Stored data
--------
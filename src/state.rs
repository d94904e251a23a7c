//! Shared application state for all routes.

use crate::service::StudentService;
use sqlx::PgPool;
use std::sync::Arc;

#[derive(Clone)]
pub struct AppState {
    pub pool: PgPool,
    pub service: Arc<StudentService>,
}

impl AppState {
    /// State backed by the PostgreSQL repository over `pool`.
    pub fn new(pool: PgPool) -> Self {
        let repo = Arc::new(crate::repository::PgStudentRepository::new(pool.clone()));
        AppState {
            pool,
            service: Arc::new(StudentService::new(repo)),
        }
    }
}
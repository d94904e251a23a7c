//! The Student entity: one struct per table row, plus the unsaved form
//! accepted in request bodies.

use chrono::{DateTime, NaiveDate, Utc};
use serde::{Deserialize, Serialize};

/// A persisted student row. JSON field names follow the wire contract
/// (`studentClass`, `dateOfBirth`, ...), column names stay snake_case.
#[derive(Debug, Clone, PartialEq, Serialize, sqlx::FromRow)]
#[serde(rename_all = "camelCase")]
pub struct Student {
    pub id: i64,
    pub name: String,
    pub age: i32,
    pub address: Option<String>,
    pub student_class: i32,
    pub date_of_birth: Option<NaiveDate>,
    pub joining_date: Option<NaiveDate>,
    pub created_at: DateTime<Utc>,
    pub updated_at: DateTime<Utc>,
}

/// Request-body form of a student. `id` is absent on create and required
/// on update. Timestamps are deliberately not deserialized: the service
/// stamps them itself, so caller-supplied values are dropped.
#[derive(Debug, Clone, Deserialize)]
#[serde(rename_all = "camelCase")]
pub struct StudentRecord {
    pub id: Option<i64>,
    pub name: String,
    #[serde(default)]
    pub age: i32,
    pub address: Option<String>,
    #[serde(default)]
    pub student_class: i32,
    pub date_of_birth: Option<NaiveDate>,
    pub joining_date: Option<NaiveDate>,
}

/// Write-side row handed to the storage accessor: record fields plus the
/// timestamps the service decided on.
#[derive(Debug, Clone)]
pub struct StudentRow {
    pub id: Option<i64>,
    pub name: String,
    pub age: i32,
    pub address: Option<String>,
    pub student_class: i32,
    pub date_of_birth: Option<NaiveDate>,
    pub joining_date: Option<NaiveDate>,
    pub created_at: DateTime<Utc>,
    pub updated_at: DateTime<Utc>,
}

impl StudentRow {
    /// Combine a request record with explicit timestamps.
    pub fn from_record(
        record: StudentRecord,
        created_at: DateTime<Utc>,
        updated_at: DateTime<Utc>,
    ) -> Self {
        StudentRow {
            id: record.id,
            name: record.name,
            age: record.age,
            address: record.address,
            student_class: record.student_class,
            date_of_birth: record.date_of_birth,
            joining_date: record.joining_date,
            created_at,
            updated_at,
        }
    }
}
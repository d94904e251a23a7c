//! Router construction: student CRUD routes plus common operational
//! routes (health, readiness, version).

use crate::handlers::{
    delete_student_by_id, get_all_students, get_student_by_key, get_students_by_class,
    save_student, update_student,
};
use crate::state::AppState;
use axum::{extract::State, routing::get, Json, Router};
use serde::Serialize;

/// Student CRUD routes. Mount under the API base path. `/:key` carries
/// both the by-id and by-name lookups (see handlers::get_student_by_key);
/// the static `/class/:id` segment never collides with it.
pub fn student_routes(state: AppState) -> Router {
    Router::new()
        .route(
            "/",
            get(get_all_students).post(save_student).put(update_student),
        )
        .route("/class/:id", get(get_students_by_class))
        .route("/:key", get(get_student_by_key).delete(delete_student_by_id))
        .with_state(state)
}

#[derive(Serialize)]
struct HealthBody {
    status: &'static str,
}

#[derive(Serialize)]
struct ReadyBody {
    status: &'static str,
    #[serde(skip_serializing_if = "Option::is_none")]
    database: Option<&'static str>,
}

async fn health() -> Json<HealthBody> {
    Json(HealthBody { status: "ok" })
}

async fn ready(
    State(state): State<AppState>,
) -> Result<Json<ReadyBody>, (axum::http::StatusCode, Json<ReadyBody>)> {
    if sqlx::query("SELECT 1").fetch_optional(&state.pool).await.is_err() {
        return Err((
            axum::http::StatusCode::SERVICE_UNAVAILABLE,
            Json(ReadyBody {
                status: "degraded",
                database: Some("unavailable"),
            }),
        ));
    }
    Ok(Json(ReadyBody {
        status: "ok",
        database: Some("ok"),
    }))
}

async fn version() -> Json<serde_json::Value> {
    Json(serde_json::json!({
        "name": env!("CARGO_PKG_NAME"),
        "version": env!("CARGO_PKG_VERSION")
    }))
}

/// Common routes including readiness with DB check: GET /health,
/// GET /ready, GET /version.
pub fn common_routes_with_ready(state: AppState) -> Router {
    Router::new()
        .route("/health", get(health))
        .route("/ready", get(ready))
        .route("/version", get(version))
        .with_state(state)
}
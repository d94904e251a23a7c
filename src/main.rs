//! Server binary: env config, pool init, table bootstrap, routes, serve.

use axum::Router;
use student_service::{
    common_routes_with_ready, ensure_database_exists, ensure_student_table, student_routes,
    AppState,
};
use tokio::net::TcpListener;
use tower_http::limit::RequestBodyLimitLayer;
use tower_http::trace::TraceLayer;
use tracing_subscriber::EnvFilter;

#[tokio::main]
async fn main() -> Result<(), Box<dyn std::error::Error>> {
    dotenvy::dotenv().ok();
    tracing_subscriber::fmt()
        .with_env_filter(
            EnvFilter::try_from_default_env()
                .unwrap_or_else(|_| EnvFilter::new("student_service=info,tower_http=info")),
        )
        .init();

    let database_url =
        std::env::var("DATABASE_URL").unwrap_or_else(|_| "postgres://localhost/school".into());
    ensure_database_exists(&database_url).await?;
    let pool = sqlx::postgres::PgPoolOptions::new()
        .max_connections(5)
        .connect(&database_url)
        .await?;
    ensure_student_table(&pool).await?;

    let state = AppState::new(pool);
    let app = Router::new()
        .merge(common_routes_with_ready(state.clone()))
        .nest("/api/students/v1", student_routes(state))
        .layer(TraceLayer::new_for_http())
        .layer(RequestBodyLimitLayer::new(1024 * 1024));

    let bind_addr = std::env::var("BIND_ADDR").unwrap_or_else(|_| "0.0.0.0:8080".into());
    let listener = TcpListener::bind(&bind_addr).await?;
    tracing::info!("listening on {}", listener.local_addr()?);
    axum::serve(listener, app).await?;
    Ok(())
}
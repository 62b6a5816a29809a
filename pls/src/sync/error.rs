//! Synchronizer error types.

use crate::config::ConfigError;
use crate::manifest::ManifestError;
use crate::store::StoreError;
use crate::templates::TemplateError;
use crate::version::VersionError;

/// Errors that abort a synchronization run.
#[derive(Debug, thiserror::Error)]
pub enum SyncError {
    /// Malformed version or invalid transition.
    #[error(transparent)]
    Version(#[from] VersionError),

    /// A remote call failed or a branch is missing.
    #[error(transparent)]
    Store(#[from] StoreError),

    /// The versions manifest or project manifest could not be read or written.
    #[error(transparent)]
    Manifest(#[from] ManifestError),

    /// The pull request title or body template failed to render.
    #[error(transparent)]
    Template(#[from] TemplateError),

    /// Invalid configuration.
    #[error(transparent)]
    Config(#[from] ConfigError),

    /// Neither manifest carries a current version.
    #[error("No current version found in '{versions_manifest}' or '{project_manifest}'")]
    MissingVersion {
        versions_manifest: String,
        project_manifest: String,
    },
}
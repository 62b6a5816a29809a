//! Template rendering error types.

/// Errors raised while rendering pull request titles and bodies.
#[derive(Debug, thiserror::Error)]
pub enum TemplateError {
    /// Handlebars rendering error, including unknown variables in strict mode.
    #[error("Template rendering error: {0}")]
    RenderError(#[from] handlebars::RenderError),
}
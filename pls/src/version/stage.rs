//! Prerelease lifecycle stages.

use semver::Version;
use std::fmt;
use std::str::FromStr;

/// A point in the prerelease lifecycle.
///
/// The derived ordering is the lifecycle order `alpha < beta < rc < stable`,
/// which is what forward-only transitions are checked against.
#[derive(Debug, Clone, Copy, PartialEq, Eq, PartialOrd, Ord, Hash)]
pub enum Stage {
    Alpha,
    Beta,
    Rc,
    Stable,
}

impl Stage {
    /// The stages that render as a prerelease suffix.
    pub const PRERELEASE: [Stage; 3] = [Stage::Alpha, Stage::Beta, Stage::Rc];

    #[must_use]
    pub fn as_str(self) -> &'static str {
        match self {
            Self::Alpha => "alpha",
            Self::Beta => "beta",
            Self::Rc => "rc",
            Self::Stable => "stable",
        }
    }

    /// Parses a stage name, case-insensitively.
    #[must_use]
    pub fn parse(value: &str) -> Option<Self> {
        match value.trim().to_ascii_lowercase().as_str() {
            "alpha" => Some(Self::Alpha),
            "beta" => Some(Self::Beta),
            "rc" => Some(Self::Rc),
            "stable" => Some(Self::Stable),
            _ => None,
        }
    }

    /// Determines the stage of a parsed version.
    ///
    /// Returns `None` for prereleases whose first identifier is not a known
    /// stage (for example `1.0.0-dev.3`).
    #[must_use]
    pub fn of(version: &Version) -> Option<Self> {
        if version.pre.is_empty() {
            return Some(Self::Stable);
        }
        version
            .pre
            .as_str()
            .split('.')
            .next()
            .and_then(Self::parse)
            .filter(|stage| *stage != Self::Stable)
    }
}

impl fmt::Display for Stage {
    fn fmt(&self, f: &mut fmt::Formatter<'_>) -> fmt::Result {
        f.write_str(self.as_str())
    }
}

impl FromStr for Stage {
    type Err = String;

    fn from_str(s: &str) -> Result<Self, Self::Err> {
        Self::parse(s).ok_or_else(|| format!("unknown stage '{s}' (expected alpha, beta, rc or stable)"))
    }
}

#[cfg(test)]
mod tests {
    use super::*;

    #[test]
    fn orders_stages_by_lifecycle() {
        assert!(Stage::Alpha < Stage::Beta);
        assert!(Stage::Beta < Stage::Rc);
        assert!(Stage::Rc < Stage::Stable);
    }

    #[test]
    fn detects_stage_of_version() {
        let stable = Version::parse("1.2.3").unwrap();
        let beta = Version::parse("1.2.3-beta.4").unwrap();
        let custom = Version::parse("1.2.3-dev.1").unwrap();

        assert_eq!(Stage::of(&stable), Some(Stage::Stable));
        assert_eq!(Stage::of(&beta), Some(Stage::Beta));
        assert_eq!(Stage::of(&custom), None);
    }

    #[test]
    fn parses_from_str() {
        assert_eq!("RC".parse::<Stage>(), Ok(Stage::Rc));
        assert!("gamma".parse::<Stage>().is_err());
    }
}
--------
> _WHAT NEEDS TO BE DONE_:
After locating the line holding "impl fmt::Display for" above, output exactly that line and every line after it through the line holding "fn from_str(s: &str)". Include nothing else.

> _OUTPUT FOR THIS EXERCISE_:
impl fmt::Display for Stage {
    fn fmt(&self, f: &mut fmt::Formatter<'_>) -> fmt::Result {
        f.write_str(self.as_str())
    }
}

impl FromStr for Stage {
    type Err = String;

    fn from_str(s: &str) -> Result<Self, Self::Err> {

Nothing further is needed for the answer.